* TASK OBJECTIVE *
From the entries below, retype only the lines from the one with "filename droptally-app/src/api/error.rs" through the one with "#[error(transparent)]", exactly as written.

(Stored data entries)
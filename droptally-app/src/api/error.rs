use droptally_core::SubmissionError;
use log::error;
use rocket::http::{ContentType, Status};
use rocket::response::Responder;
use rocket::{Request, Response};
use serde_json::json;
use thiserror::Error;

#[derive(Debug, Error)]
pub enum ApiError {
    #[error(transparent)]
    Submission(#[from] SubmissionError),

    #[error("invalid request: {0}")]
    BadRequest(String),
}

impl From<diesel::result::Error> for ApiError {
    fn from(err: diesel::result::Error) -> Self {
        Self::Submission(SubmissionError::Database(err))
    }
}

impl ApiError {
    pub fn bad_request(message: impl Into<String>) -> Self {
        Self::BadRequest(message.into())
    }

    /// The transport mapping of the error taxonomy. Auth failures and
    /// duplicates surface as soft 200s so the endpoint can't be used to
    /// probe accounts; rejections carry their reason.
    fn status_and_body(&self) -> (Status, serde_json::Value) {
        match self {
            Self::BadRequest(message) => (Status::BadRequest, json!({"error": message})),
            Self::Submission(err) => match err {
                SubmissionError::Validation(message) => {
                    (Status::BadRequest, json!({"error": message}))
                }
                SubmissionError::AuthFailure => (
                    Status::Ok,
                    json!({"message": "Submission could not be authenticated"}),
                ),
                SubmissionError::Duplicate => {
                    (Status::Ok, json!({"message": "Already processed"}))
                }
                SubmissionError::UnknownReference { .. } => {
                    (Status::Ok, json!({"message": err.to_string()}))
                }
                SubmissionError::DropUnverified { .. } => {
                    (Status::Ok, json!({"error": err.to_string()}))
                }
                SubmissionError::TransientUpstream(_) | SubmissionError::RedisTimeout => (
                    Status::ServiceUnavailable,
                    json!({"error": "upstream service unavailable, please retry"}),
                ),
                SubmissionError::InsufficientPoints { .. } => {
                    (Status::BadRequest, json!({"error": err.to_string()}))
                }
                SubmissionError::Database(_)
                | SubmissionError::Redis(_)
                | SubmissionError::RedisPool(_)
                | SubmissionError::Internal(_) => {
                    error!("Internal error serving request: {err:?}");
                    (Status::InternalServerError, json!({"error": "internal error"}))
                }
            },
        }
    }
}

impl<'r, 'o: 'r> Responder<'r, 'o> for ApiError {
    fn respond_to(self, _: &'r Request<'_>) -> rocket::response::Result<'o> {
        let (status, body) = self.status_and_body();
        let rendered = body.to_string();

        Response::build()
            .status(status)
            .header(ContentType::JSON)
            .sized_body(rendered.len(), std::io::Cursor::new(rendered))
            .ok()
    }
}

---

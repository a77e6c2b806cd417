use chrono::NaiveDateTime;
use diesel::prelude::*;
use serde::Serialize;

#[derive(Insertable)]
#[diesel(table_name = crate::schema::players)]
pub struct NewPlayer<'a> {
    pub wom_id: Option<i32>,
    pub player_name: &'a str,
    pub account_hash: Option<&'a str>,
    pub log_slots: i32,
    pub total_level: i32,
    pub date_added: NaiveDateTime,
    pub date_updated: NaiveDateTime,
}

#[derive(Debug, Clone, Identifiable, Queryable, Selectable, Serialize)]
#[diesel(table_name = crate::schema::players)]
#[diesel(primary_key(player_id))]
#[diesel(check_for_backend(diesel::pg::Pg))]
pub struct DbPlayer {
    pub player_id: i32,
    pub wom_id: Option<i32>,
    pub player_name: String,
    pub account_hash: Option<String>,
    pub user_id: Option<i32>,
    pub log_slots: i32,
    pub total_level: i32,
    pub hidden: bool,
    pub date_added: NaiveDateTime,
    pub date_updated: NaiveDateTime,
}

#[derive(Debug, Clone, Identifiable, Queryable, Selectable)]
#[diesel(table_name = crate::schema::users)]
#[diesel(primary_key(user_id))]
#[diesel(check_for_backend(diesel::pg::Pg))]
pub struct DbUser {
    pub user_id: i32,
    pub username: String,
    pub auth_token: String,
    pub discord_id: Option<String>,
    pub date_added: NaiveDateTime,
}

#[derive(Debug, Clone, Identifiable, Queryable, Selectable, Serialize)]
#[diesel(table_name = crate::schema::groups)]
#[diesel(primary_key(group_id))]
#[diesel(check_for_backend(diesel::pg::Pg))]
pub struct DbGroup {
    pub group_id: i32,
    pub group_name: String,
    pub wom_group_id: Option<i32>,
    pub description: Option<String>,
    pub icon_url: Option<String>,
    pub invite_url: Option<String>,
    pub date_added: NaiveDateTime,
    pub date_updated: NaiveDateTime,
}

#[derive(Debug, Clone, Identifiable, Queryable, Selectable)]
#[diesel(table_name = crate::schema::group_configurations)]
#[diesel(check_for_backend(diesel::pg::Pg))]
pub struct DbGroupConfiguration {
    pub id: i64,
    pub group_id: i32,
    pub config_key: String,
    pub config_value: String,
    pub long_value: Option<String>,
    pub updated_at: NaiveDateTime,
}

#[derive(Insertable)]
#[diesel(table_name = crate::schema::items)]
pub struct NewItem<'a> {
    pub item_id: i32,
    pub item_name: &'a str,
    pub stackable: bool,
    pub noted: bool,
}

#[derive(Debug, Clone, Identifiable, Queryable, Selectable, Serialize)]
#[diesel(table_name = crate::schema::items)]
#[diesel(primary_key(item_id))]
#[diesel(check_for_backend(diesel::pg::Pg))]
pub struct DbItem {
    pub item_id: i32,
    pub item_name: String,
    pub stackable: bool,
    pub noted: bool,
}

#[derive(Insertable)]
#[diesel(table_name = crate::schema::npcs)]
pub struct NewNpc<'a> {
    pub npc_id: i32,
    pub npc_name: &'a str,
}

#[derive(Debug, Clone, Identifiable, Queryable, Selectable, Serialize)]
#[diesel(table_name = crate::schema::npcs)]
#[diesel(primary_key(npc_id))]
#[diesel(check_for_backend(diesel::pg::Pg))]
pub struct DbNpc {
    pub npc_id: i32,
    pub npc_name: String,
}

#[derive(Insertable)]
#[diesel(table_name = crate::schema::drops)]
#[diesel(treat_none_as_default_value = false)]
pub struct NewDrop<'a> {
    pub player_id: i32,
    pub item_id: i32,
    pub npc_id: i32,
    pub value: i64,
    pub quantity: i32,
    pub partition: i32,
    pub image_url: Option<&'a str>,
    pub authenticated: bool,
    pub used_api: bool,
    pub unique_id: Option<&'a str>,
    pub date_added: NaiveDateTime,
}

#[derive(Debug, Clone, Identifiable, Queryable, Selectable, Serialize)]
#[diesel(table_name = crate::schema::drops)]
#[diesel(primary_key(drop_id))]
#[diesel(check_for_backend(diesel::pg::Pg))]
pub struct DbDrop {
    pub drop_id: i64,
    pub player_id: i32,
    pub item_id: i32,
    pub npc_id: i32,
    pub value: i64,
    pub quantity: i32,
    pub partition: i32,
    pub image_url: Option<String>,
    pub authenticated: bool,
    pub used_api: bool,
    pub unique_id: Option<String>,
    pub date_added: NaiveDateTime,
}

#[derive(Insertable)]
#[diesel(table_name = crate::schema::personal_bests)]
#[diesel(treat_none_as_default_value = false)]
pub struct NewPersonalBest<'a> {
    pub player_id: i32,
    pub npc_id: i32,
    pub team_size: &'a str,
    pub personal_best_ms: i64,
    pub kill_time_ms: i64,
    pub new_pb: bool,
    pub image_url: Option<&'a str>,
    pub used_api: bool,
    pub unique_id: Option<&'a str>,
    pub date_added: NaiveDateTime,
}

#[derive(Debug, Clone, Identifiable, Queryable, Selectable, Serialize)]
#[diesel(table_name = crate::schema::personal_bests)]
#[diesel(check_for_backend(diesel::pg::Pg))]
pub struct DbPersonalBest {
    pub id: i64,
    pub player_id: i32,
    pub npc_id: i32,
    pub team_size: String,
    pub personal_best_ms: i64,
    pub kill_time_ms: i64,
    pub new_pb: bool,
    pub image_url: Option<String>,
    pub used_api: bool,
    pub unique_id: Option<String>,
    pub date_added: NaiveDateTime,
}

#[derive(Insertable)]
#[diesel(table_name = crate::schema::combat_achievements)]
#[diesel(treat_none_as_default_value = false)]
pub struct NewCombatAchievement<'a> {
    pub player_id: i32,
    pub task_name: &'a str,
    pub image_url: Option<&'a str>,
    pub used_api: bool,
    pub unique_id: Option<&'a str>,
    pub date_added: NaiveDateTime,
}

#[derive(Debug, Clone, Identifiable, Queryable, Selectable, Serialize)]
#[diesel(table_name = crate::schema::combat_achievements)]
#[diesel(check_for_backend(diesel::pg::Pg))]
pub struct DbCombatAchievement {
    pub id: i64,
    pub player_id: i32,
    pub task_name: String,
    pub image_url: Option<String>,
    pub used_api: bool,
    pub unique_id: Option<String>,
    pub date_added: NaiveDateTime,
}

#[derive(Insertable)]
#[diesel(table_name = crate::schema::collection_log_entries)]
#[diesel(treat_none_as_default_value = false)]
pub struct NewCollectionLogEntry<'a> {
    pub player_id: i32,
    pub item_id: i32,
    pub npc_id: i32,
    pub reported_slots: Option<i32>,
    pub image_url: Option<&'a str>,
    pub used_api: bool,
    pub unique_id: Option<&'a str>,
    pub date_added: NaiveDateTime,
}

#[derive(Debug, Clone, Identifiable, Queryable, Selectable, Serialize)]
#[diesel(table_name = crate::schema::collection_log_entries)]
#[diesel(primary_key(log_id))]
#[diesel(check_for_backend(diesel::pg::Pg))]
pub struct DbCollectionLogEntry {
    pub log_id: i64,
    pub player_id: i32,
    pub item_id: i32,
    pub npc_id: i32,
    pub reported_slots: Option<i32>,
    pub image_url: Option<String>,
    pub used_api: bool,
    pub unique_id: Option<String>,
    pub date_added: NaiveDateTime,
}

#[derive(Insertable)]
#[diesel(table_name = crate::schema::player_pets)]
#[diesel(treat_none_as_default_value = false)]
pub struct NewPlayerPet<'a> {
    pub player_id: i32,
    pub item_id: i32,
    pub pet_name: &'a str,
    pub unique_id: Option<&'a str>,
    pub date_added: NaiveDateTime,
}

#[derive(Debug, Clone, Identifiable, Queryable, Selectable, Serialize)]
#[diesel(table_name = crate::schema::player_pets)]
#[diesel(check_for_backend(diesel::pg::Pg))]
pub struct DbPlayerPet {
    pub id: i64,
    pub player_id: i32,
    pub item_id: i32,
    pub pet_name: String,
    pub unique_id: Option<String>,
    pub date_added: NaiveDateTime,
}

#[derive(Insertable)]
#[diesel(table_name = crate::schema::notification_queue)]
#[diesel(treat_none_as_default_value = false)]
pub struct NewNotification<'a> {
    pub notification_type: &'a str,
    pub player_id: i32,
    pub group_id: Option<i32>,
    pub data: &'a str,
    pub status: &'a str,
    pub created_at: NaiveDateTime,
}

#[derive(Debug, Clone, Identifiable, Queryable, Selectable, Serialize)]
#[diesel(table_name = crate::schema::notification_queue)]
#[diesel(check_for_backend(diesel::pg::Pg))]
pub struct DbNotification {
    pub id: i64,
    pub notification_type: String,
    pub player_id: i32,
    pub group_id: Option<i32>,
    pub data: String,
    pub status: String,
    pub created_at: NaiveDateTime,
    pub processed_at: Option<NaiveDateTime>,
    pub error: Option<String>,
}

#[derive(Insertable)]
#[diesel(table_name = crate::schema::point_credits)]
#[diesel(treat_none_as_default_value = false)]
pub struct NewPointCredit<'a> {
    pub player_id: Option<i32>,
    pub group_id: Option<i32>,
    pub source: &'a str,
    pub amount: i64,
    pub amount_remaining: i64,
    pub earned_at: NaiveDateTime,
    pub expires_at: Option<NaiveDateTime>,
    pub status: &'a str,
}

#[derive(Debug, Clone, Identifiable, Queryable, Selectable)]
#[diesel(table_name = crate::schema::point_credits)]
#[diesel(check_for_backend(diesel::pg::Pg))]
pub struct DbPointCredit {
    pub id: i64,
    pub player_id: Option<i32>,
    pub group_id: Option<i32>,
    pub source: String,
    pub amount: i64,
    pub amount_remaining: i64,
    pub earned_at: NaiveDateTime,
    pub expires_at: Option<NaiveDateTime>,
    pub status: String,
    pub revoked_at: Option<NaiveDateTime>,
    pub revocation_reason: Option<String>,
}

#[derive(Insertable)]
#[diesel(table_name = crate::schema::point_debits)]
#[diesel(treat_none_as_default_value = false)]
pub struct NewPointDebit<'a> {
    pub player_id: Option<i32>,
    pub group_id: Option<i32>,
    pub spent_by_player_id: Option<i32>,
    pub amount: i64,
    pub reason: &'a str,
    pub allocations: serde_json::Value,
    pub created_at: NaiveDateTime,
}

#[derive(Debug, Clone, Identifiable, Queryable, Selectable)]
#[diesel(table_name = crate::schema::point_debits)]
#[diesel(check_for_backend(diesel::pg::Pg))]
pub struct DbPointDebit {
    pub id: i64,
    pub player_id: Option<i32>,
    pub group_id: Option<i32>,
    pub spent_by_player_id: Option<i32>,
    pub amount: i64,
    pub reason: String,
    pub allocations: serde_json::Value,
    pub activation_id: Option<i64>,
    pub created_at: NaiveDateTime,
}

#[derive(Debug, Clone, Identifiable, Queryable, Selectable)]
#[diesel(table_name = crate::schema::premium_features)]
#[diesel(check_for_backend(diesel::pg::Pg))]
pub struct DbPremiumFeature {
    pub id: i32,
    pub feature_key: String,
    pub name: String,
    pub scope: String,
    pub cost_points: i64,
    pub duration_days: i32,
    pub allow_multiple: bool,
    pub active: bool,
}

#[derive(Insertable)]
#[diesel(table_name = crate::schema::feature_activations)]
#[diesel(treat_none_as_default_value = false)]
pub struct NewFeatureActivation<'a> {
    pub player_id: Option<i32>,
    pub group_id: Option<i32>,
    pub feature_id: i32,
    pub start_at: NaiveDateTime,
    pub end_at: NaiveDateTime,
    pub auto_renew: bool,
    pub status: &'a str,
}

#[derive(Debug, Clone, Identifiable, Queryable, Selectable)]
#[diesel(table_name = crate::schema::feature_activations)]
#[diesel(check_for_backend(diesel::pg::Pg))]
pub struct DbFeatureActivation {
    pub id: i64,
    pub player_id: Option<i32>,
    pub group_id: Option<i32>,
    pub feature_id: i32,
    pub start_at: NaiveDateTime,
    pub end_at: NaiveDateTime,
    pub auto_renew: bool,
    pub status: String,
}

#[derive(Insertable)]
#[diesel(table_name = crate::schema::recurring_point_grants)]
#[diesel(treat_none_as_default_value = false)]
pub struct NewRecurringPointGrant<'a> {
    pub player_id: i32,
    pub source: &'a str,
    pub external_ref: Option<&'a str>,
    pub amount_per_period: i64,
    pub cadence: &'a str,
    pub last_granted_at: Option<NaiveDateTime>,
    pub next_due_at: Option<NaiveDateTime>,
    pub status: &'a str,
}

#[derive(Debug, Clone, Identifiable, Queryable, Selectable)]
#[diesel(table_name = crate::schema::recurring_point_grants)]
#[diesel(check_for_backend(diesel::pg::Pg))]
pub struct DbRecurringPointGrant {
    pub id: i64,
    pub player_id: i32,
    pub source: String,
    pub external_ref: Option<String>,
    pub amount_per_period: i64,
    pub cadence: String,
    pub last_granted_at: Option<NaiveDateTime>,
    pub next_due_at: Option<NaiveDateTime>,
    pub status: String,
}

* RESPONSE *
filename droptally-app/src/api/error.rs
use droptally_core::SubmissionError;
use log::error;
use rocket::http::{ContentType, Status};
use rocket::response::Responder;
use rocket::{Request, Response};
use serde_json::json;
use thiserror::Error;

#[derive(Debug, Error)]
pub enum ApiError {
    #[error(transparent)]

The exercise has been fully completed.